(Task prompt) Each line that contains "rebuilt" needs to be copied from the listing.

====

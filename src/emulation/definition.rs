//! Serializable profile definitions.
//!
//! A [`ProfileDefinition`] is the on-disk shape of an
//! [`ImpersonationProfile`]: plain names instead of typed handles, so
//! profiles can be declared in configuration files.
//!
//! ```json
//! {
//!   "name": "internal_crawler",
//!   "tls_fingerprint": "chrome_120",
//!   "http2_settings": [
//!     { "id": "HEADER_TABLE_SIZE", "value": 65536 },
//!     { "id": "ENABLE_PUSH", "value": 0 }
//!   ],
//!   "window_increment": 15663105,
//!   "pseudo_header_order": [":method", ":authority", ":scheme", ":path"],
//!   "header_order": ["host", "user-agent", "accept"],
//!   "default_headers": [["user-agent", "crawler/1.0"]],
//!   "header_priority": { "stream_dependency": 0, "exclusive": true, "weight": 255 },
//!   "boundary": "webkit"
//! }
//! ```

use super::{Browser, ImpersonationProfile};
use crate::base::profileerror::ProfileError;
use crate::http::boundary::{BoundaryGenerator, BoundaryStyle};
use crate::http::h2fingerprint::{PriorityParam, PseudoOrder};
use crate::http::h2settings::H2Settings;
use crate::tls::TlsFingerprintId;
use serde::{Deserialize, Serialize};

/// Declarative form of an [`ImpersonationProfile`].
///
/// Every field except `name` is optional and falls back to the protocol
/// default.
#[derive(Debug, Clone, PartialEq, Eq, Serialize, Deserialize)]
#[serde(deny_unknown_fields)]
pub struct ProfileDefinition {
    pub name: String,
    #[serde(default = "default_browser")]
    pub browser: Browser,
    #[serde(default)]
    pub version: u16,
    #[serde(default)]
    pub tls_fingerprint: TlsFingerprintId,
    #[serde(default)]
    pub http2_settings: H2Settings,
    #[serde(default)]
    pub window_increment: u32,
    #[serde(default)]
    pub pseudo_header_order: PseudoOrder,
    #[serde(default)]
    pub header_order: Vec<String>,
    /// `(name, value)` pairs, in emission order for unlisted headers.
    #[serde(default)]
    pub default_headers: Vec<(String, String)>,
    #[serde(default)]
    pub header_priority: PriorityParam,
    #[serde(default = "default_boundary")]
    pub boundary: BoundaryStyle,
}

fn default_browser() -> Browser {
    Browser::Custom
}

fn default_boundary() -> BoundaryStyle {
    BoundaryStyle::WebKit
}

impl ProfileDefinition {
    /// Minimal definition with protocol defaults.
    pub fn new(name: impl Into<String>) -> Self {
        Self {
            name: name.into(),
            browser: default_browser(),
            version: 0,
            tls_fingerprint: TlsFingerprintId::default(),
            http2_settings: H2Settings::default(),
            window_increment: 0,
            pseudo_header_order: PseudoOrder::default(),
            header_order: Vec::new(),
            default_headers: Vec::new(),
            header_priority: PriorityParam::default(),
            boundary: default_boundary(),
        }
    }

    /// Validate and convert into a profile.
    pub fn into_profile(self) -> Result<ImpersonationProfile, ProfileError> {
        ImpersonationProfile::builder(self.name)
            .identity(self.browser, self.version)
            .tls_fingerprint(self.tls_fingerprint)
            .http2_settings(self.http2_settings)
            .window_increment(self.window_increment)
            .pseudo_header_order(self.pseudo_header_order)
            .header_order(&self.header_order)
            .default_headers(
                self.default_headers
                    .iter()
                    .map(|(name, value)| (name.as_str(), value.as_str())),
            )
            .header_priority(self.header_priority)
            .boundary(BoundaryGenerator::from_style(self.boundary))
            .build()
    }
}

impl TryFrom<ProfileDefinition> for ImpersonationProfile {
    type Error = ProfileError;

    fn try_from(def: ProfileDefinition) -> Result<Self, Self::Error> {
        def.into_profile()
    }
}

impl ImpersonationProfile {
    /// Export to a [`ProfileDefinition`].
    ///
    /// Fails for profiles whose boundary generator is a custom function or a
    /// fixed string, since those have no declarative form.
    pub fn to_definition(&self) -> Result<ProfileDefinition, ProfileError> {
        let boundary = self.boundary().style().ok_or_else(|| {
            ProfileError::Config(format!(
                "profile `{}` uses a boundary generator that cannot be serialized",
                self.name()
            ))
        })?;

        let mut default_headers = Vec::with_capacity(self.default_headers().len());
        for (name, value) in self.default_headers() {
            let value = value.to_str().map_err(|_| {
                ProfileError::Config(format!("default header {name} is not visible ASCII"))
            })?;
            default_headers.push((name.as_str().to_string(), value.to_string()));
        }

        Ok(ProfileDefinition {
            name: self.name().to_string(),
            browser: self.browser(),
            version: self.version(),
            tls_fingerprint: self.tls_fingerprint(),
            http2_settings: self.http2_settings().clone(),
            window_increment: self.window_increment(),
            pseudo_header_order: *self.pseudo_header_order(),
            header_order: self.header_order().clone().into(),
            default_headers,
            header_priority: self.header_priority(),
            boundary,
        })
    }
}

#[cfg(test)]
mod tests {
    use super::*;
    use crate::emulation::profiles::chrome::chrome_v120;
    use crate::http::h2settings::SettingId;

    #[test]
    fn test_minimal_definition() {
        let profile = ProfileDefinition::new("plain").into_profile().unwrap();
        assert_eq!(profile.browser(), Browser::Custom);
        assert_eq!(profile.boundary().style(), Some(BoundaryStyle::WebKit));
        assert_eq!(profile.pseudo_header_order(), &PseudoOrder::PROTOCOL_DEFAULT);
    }

    #[test]
    fn test_builtin_exports_and_rebuilds() {
        let chrome = chrome_v120().unwrap();
        let rebuilt = chrome.to_definition().unwrap().into_profile().unwrap();
        assert_eq!(rebuilt, chrome);
    }

    #[test]
    fn test_invalid_definition_rejected() {
        let mut def = ProfileDefinition::new("broken");
        def.http2_settings = H2Settings::new()
            .with(SettingId::EnablePush, 0)
            .with(SettingId::EnablePush, 1);
        assert!(matches!(
            def.into_profile(),
            Err(ProfileError::InvalidProfile { .. })
        ));
    }

    #[test]
    fn test_fixed_boundary_not_exportable() {
        let profile = ImpersonationProfile::builder("fixed")
            .boundary(BoundaryGenerator::fixed("xyz"))
            .build()
            .unwrap();
        assert!(matches!(profile.to_definition(), Err(ProfileError::Config(_))));
    }
}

====

(Written solution)
        let rebuilt = chrome.to_definition().unwrap().into_profile().unwrap();
        assert_eq!(rebuilt, chrome);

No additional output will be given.